- YOUR OBJECTIVE
Your response should be every line from the entries that includes the string "AppError".

Stored items
+ + + +

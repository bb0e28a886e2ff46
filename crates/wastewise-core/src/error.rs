use serde::{Deserialize, Serialize};
use thiserror::Error;

/// A single failed field check, shaped like a schema-validation issue.
#[derive(Debug, Clone, PartialEq, Serialize, Deserialize)]
pub struct FieldError {
    pub path: String,
    pub message: String,
}

impl FieldError {
    pub fn new(path: impl Into<String>, message: impl Into<String>) -> Self {
        Self {
            path: path.into(),
            message: message.into(),
        }
    }
}

#[derive(Debug, Error)]
pub enum WasteError {
    #[error("not initialized: run 'wastewise init'")]
    NotInitialized,

    #[error("user not found: {0}")]
    UserNotFound(String),

    #[error("user already exists: {0}")]
    UserExists(String),

    #[error("product not found: {0}")]
    ProductNotFound(String),

    #[error("product out of stock: {0}")]
    OutOfStock(String),

    #[error("Insufficient eco points")]
    InsufficientPoints { available: i64, required: i64 },

    #[error("validation failed: {}", summarize(.0))]
    Validation(Vec<FieldError>),

    #[error("{0}")]
    InvalidRequest(String),

    #[error("Unauthorized")]
    Unauthorized,

    #[error("coach backend error: {0}")]
    Coach(String),

    #[error("store error: {0}")]
    Store(String),

    #[error(transparent)]
    Io(#[from] std::io::Error),

    #[error(transparent)]
    Yaml(#[from] serde_yaml::Error),

    #[error(transparent)]
    Json(#[from] serde_json::Error),
}

fn summarize(errors: &[FieldError]) -> String {
    errors
        .iter()
        .map(|e| format!("{}: {}", e.path, e.message))
        .collect::<Vec<_>>()
        .join("; ")
}

pub type Result<T> = std::result::Result<T, WasteError>;

#[cfg(test)]
mod tests {
    use super::*;

    #[test]
    fn validation_display_lists_every_field() {
        let err = WasteError::Validation(vec![
            FieldError::new("kitchen_kg", "must be at most 10"),
            FieldError::new("paper_kg", "must be at least 0"),
        ]);
        let msg = err.to_string();
        assert!(msg.contains("kitchen_kg: must be at most 10"), "{msg}");
        assert!(msg.contains("paper_kg: must be at least 0"), "{msg}");
    }

    #[test]
    fn insufficient_points_message_matches_api_text() {
        let err = WasteError::InsufficientPoints {
            available: 5,
            required: 50,
        };
        assert_eq!(err.to_string(), "Insufficient eco points");
    }
}
use axum::extract::State;
use axum::Json;
use wastewise_core::nudge::{generate_nudges, window_start};
use wastewise_core::types::DailyLogRecord;

use super::blocking;
use crate::auth::AuthUser;
use crate::error::AppError;
use crate::state::AppState;

/// GET /api/nudges: advice over the caller's recent logs.
pub async fn get_nudges(
    State(app): State<AppState>,
    AuthUser(user): AuthUser,
) -> Result<Json<serde_json::Value>, AppError> {
    let store = app.store.clone();
    let since = window_start(
        chrono::Utc::now().date_naive(),
        app.config.nudges.window_days,
    );
    let logs = blocking(move || store.waste_logs_since(user.id, since)).await?;
    let records: Vec<DailyLogRecord> = logs.into_iter().map(|l| l.record).collect();
    Ok(Json(serde_json::json!({ "nudges": generate_nudges(&records) })))
}
use axum::http::StatusCode;
use http_body_util::BodyExt;
use tempfile::TempDir;
use tower::ServiceExt;
use wastewise_core::config::Config;
use wastewise_core::store::Store;
use wastewise_core::types::{Product, User};
use wastewise_server::coach::{CoachBackend, GeminiClient};
use wastewise_server::AppState;

// ---------------------------------------------------------------------------
// Helpers
// ---------------------------------------------------------------------------

struct TestApp {
    _dir: TempDir,
    state: AppState,
    token: String,
}

/// Initialize a project in a temp dir and register one household.
fn setup() -> TestApp {
    let dir = TempDir::new().unwrap();
    Config::default().save(dir.path()).unwrap();
    let state = AppState::open(dir.path()).unwrap();
    let token = state
        .store
        .create_user(&User::new("home@example.com", "Home", 3))
        .unwrap();
    TestApp {
        _dir: dir,
        state,
        token,
    }
}

fn setup_with_coach(coach: CoachBackend) -> TestApp {
    let dir = TempDir::new().unwrap();
    let store = Store::open_root(dir.path()).unwrap();
    let token = store
        .create_user(&User::new("home@example.com", "Home", 3))
        .unwrap();
    let state = AppState::new(dir.path().to_path_buf(), Config::default(), store, coach);
    TestApp {
        _dir: dir,
        state,
        token,
    }
}

async fn send(
    app: &TestApp,
    method: &str,
    uri: &str,
    token: Option<&str>,
    body: Option<serde_json::Value>,
) -> (StatusCode, serde_json::Value) {
    let mut req = axum::http::Request::builder().method(method).uri(uri);
    if let Some(t) = token {
        req = req.header("authorization", format!("Bearer {t}"));
    }
    let req = match body {
        Some(b) => req
            .header("content-type", "application/json")
            .body(axum::body::Body::from(serde_json::to_vec(&b).unwrap()))
            .unwrap(),
        None => req.body(axum::body::Body::empty()).unwrap(),
    };
    let router = wastewise_server::build_router(app.state.clone());
    let response = router.oneshot(req).await.unwrap();
    let status = response.status();
    let body = response.into_body().collect().await.unwrap().to_bytes();
    let json: serde_json::Value = serde_json::from_slice(&body).unwrap_or(serde_json::Value::Null);
    (status, json)
}

async fn get(app: &TestApp, uri: &str) -> (StatusCode, serde_json::Value) {
    send(app, "GET", uri, Some(app.token.as_str()), None).await
}

async fn post(app: &TestApp, uri: &str, body: serde_json::Value) -> (StatusCode, serde_json::Value) {
    send(app, "POST", uri, Some(app.token.as_str()), Some(body)).await
}

fn waste(k: f64, p: f64, pa: f64, g: f64) -> serde_json::Value {
    serde_json::json!({ "kitchen_kg": k, "plastic_kg": p, "paper_kg": pa, "garden_kg": g })
}

// ---------------------------------------------------------------------------
// Health and auth
// ---------------------------------------------------------------------------

#[tokio::test]
async fn health_is_public() {
    let app = setup();
    let (status, json) = send(&app, "GET", "/api/health", None, None).await;
    assert_eq!(status, StatusCode::OK);
    assert_eq!(json["status"], "ok");
}

#[tokio::test]
async fn protected_routes_reject_missing_token() {
    let app = setup();
    for uri in [
        "/api/calculations",
        "/api/waste-logs",
        "/api/nudges",
        "/api/ecopoints",
        "/api/events",
    ] {
        let (status, json) = send(&app, "GET", uri, None, None).await;
        assert_eq!(status, StatusCode::UNAUTHORIZED, "{uri}");
        assert_eq!(json, serde_json::json!({ "error": "Unauthorized" }));
    }
}

#[tokio::test]
async fn unknown_token_is_unauthorized() {
    let app = setup();
    let (status, _) = send(&app, "GET", "/api/nudges", Some("ww_nope"), None).await;
    assert_eq!(status, StatusCode::UNAUTHORIZED);
}

// ---------------------------------------------------------------------------
// Calculations
// ---------------------------------------------------------------------------

#[tokio::test]
async fn calculation_is_saved_and_awards_points() {
    let app = setup();
    let (status, json) = post(&app, "/api/calculations", waste(2.0, 1.0, 0.5, 1.5)).await;
    assert_eq!(status, StatusCode::CREATED);
    assert_eq!(json["success"], true);
    assert!(json["calculation_id"].is_string());
    assert_eq!(json["results"]["biogasLiters"], 1.3);
    assert_eq!(json["results"]["electricityKwh"], 0.1);
    assert_eq!(json["results"]["costSavingsInr"], 1);
    assert_eq!(json["results"]["co2ReductionKg"], 383.3);
    assert_eq!(json["results"]["fertilizerKg"], 15.8);
    assert_eq!(json["results"]["monthlyProjection"]["biogas"], 37.5);
    assert_eq!(json["ecoPointsEarned"], 50);

    let (status, json) = get(&app, "/api/calculations").await;
    assert_eq!(status, StatusCode::OK);
    let calcs = json["calculations"].as_array().unwrap();
    assert_eq!(calcs.len(), 1);
    assert_eq!(calcs[0]["biogas_l"], 1.3);

    let (_, json) = get(&app, "/api/ecopoints").await;
    assert_eq!(json["totalEarned"], 50);
    assert_eq!(json["availablePoints"], 50);
    let activity = &json["recentActivities"][0];
    assert_eq!(activity["activity_type"], "waste_tracking");
    assert_eq!(
        activity["activity"],
        "Tracked 5.0kg of waste - Biogas: 1.3L, CO₂ saved: 383.3kg"
    );
}

#[tokio::test]
async fn calculation_out_of_range_lists_field_issues() {
    let app = setup();
    let (status, json) = post(&app, "/api/calculations", waste(11.0, 1.0, 0.5, 6.0)).await;
    assert_eq!(status, StatusCode::BAD_REQUEST);
    let paths: Vec<&str> = json["error"]
        .as_array()
        .unwrap()
        .iter()
        .map(|e| e["path"].as_str().unwrap())
        .collect();
    assert_eq!(paths, vec!["kitchen_kg", "garden_kg"]);

    let (_, json) = get(&app, "/api/calculations").await;
    assert!(json["calculations"].as_array().unwrap().is_empty());
}

#[tokio::test]
async fn calculation_with_missing_field_is_bad_request() {
    let app = setup();
    let (status, json) = post(
        &app,
        "/api/calculations",
        serde_json::json!({ "kitchen_kg": 1.0 }),
    )
    .await;
    assert_eq!(status, StatusCode::BAD_REQUEST);
    assert_eq!(json["error"][0]["path"], "body");
}

#[tokio::test]
async fn calculation_history_is_capped() {
    let app = setup();
    for _ in 0..12 {
        let (status, _) = post(&app, "/api/calculations", waste(1.0, 0.0, 0.0, 1.0)).await;
        assert_eq!(status, StatusCode::CREATED);
    }
    let (_, json) = get(&app, "/api/calculations").await;
    assert_eq!(json["calculations"].as_array().unwrap().len(), 10);
}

+ + + +

- OUTPUT
use crate::error::AppError;
) -> Result<Json<serde_json::Value>, AppError> {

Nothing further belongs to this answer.